RECORDS PROVIDED Start Marker

#[cfg(test)]
mod tests {
    use super::*;
    use crate::callback::{TaskCallbacks, outcome_channel};
    use crate::dispatcher::DeliveryQueue;
    use std::sync::atomic::{AtomicBool, AtomicUsize, Ordering};
    use tokio::sync::oneshot::error::TryRecvError;

    #[derive(Default)]
    struct FakeHandle {
        cancelled: Arc<AtomicBool>,
        interrupted: Arc<AtomicBool>,
    }

    impl WorkHandle for FakeHandle {
        fn cancel(&self, may_interrupt: bool) {
            self.cancelled.store(true, Ordering::SeqCst);
            if may_interrupt {
                self.interrupted.store(true, Ordering::SeqCst);
            }
        }
        fn is_cancelled(&self) -> bool {
            self.cancelled.load(Ordering::SeqCst)
        }
    }

    struct Fixture {
        queue: Arc<DeliveryQueue>,
        core: TaskCore<u32>,
        results: Arc<Mutex<Vec<u32>>>,
        errors: Arc<AtomicUsize>,
    }

    impl Fixture {
        fn new() -> Self {
            let queue = Arc::new(DeliveryQueue::new());
            let core = TaskCore::new(queue.clone() as Arc<dyn Dispatcher>);
            Self {
                queue,
                core,
                results: Arc::new(Mutex::new(Vec::new())),
                errors: Arc::new(AtomicUsize::new(0)),
            }
        }

        fn callback(&self) -> Option<BoxedCallback<u32>> {
            let results = Arc::clone(&self.results);
            let errors = Arc::clone(&self.errors);
            Some(Box::new(
                TaskCallbacks::new()
                    .with_result(move |v| results.lock().push(v))
                    .with_error(move |_| {
                        errors.fetch_add(1, Ordering::SeqCst);
                    }),
            ))
        }

        fn start(&self) -> (Arc<AtomicBool>, Arc<AtomicBool>) {
            let handle = FakeHandle::default();
            let flags = (Arc::clone(&handle.cancelled), Arc::clone(&handle.interrupted));
            self.core
                .start(self.callback(), || Ok(Box::new(handle) as Box<dyn WorkHandle>))
                .unwrap();
            flags
        }
    }

    #[test]
    fn test_start_moves_to_running() {
        let f = Fixture::new();
        assert_eq!(f.core.status(), TaskStatus::Idle);
        f.start();
        assert_eq!(f.core.status(), TaskStatus::Running);
    }

    #[test]
    fn test_missing_callback_leaves_task_idle() {
        let f = Fixture::new();
        let submitted = AtomicBool::new(false);
        let err = f
            .core
            .start(None, || {
                submitted.store(true, Ordering::SeqCst);
                Ok(Box::new(FakeHandle::default()) as Box<dyn WorkHandle>)
            })
            .unwrap_err();
        assert!(matches!(err, TaskError::InvalidArgument(_)));
        assert!(!submitted.load(Ordering::SeqCst));
        assert_eq!(f.core.status(), TaskStatus::Idle);
        f.start();
    }

    #[test]
    fn test_failed_submit_leaves_task_idle() {
        let f = Fixture::new();
        let err = f
            .core
            .start(f.callback(), || Err(TaskError::ExecutorShutdown))
            .unwrap_err();
        assert_eq!(err, TaskError::ExecutorShutdown);
        assert_eq!(f.core.status(), TaskStatus::Idle);
        f.start();
    }

    #[test]
    fn test_second_start_rejected_without_submitting() {
        let f = Fixture::new();
        f.start();
        let err = f
            .core
            .start(f.callback(), || panic!("must not submit twice"))
            .unwrap_err();
        assert_eq!(err, TaskError::AlreadyExecuted);
    }

    #[test]
    fn test_result_delivered_once_on_drain() {
        let f = Fixture::new();
        f.start();
        f.core.deliver_result(7);
        // nothing reaches the callback until the delivery context drains
        assert!(f.results.lock().is_empty());
        assert_eq!(f.queue.pending_for(f.core.id()), 1);

        f.core.deliver_result(8);
        assert_eq!(f.queue.pending_for(f.core.id()), 1);

        f.queue.drain();
        assert_eq!(*f.results.lock(), vec![7]);
        assert_eq!(f.core.status(), TaskStatus::Completed);
    }

    #[test]
    fn test_error_delivered() {
        let f = Fixture::new();
        f.start();
        f.core.deliver_error(WorkError::msg("nope"));
        f.queue.drain();
        assert_eq!(f.errors.load(Ordering::SeqCst), 1);
        assert!(f.results.lock().is_empty());
    }

    #[test]
    fn test_cancel_intercepts_posted_delivery() {
        let f = Fixture::new();
        let (handle_cancelled, interrupted) = f.start();
        f.core.deliver_result(1);

        f.core.cancel(false);
        assert!(f.core.is_cancelled());
        // the result delivery is gone; only the clear action remains
        assert_eq!(f.queue.pending_for(f.core.id()), 1);
        // outcome already arrived, so the handle was cleared before cancel
        assert!(!handle_cancelled.load(Ordering::SeqCst));
        assert!(!interrupted.load(Ordering::SeqCst));

        f.queue.drain();
        assert!(f.results.lock().is_empty());
        assert_eq!(f.errors.load(Ordering::SeqCst), 0);
    }

    #[test]
    fn test_cancel_while_running_forwards_to_handle() {
        let f = Fixture::new();
        let (handle_cancelled, interrupted) = f.start();

        f.core.cancel(true);
        assert!(handle_cancelled.load(Ordering::SeqCst));
        assert!(interrupted.load(Ordering::SeqCst));

        // late outcome from the worker is dropped
        f.core.deliver_result(3);
        assert_eq!(f.queue.pending_for(f.core.id()), 1);
        f.queue.drain();
        assert!(f.results.lock().is_empty());
    }

    #[test]
    fn test_cancel_is_idempotent() {
        let f = Fixture::new();
        f.start();
        f.core.cancel(false);
        f.core.cancel(true);
        assert_eq!(f.queue.pending_for(f.core.id()), 1);
        assert_eq!(f.core.status(), TaskStatus::Cancelled);
    }

    #[test]
    fn test_cancel_before_start_then_run_fails() {
        let f = Fixture::new();
        f.core.cancel(false);
        assert_eq!(f.queue.pending_count(), 0);
        let err = f
            .core
            .start(f.callback(), || panic!("must not submit after cancel"))
            .unwrap_err();
        assert_eq!(err, TaskError::AlreadyCancelled);
    }

    #[test]
    fn test_cancel_after_completion_is_noop() {
        let f = Fixture::new();
        f.start();
        f.core.deliver_result(5);
        f.queue.drain();

        f.core.cancel(false);
        assert_eq!(f.core.status(), TaskStatus::Completed);
        assert_eq!(f.queue.pending_count(), 0);
    }

    #[test]
    fn test_callback_may_cancel_its_own_task() {
        let queue = Arc::new(DeliveryQueue::new());
        let core = TaskCore::<u32>::new(queue.clone() as Arc<dyn Dispatcher>);
        let inner = core.clone();
        core.start(
            Some(Box::new(TaskCallbacks::new().with_result(move |_| inner.cancel(false)))),
            || Ok(Box::new(FakeHandle::default()) as Box<dyn WorkHandle>),
        )
        .unwrap();

        core.deliver_result(1);
        queue.drain();
        assert_eq!(core.status(), TaskStatus::Completed);
    }

    fn start_with_channel(
        core: &TaskCore<u32>,
    ) -> tokio::sync::oneshot::Receiver<Result<u32, WorkError>> {
        let (tx, rx) = outcome_channel();
        core.start(Some(Box::new(tx)), || {
            Ok(Box::new(FakeHandle::default()) as Box<dyn WorkHandle>)
        })
        .unwrap();
        rx
    }

    #[test]
    fn test_outcome_after_dispatcher_closed_drops_callback() {
        let f = Fixture::new();
        let mut rx = start_with_channel(&f.core);
        f.queue.close();

        f.core.deliver_result(4);

        assert_eq!(f.core.status(), TaskStatus::Cancelled);
        assert_eq!(f.queue.pending_count(), 0);
        assert!(matches!(rx.try_recv(), Err(TryRecvError::Closed)));
    }

    #[test]
    fn test_cancel_after_dispatcher_closed_drops_callback() {
        let f = Fixture::new();
        let mut rx = start_with_channel(&f.core);
        f.queue.close();

        f.core.cancel(false);

        assert!(f.core.is_cancelled());
        assert!(matches!(rx.try_recv(), Err(TryRecvError::Closed)));
    }

    #[test]
    fn test_task_ids_are_unique() {
        let a = TaskId::new();
        let b = TaskId::new();
        assert_ne!(a, b);
        assert_eq!(a.to_string(), a.as_uuid().to_string());
    }
}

RECORDS PROVIDED End Marker

EXERCISE REQUIREMENTS:
All that should be written out is the stretch of lines above between the one holding "f.core.deliver_result(4);" and the one holding "let a = TaskId::new();", inclusive, exactly as given.

RESPONSE BOX:
        f.core.deliver_result(4);

        assert_eq!(f.core.status(), TaskStatus::Cancelled);
        assert_eq!(f.queue.pending_count(), 0);
        assert!(matches!(rx.try_recv(), Err(TryRecvError::Closed)));
    }

    #[test]
    fn test_cancel_after_dispatcher_closed_drops_callback() {
        let f = Fixture::new();
        let mut rx = start_with_channel(&f.core);
        f.queue.close();

        f.core.cancel(false);

        assert!(f.core.is_cancelled());
        assert!(matches!(rx.try_recv(), Err(TryRecvError::Closed)));
    }

    #[test]
    fn test_task_ids_are_unique() {
        let a = TaskId::new();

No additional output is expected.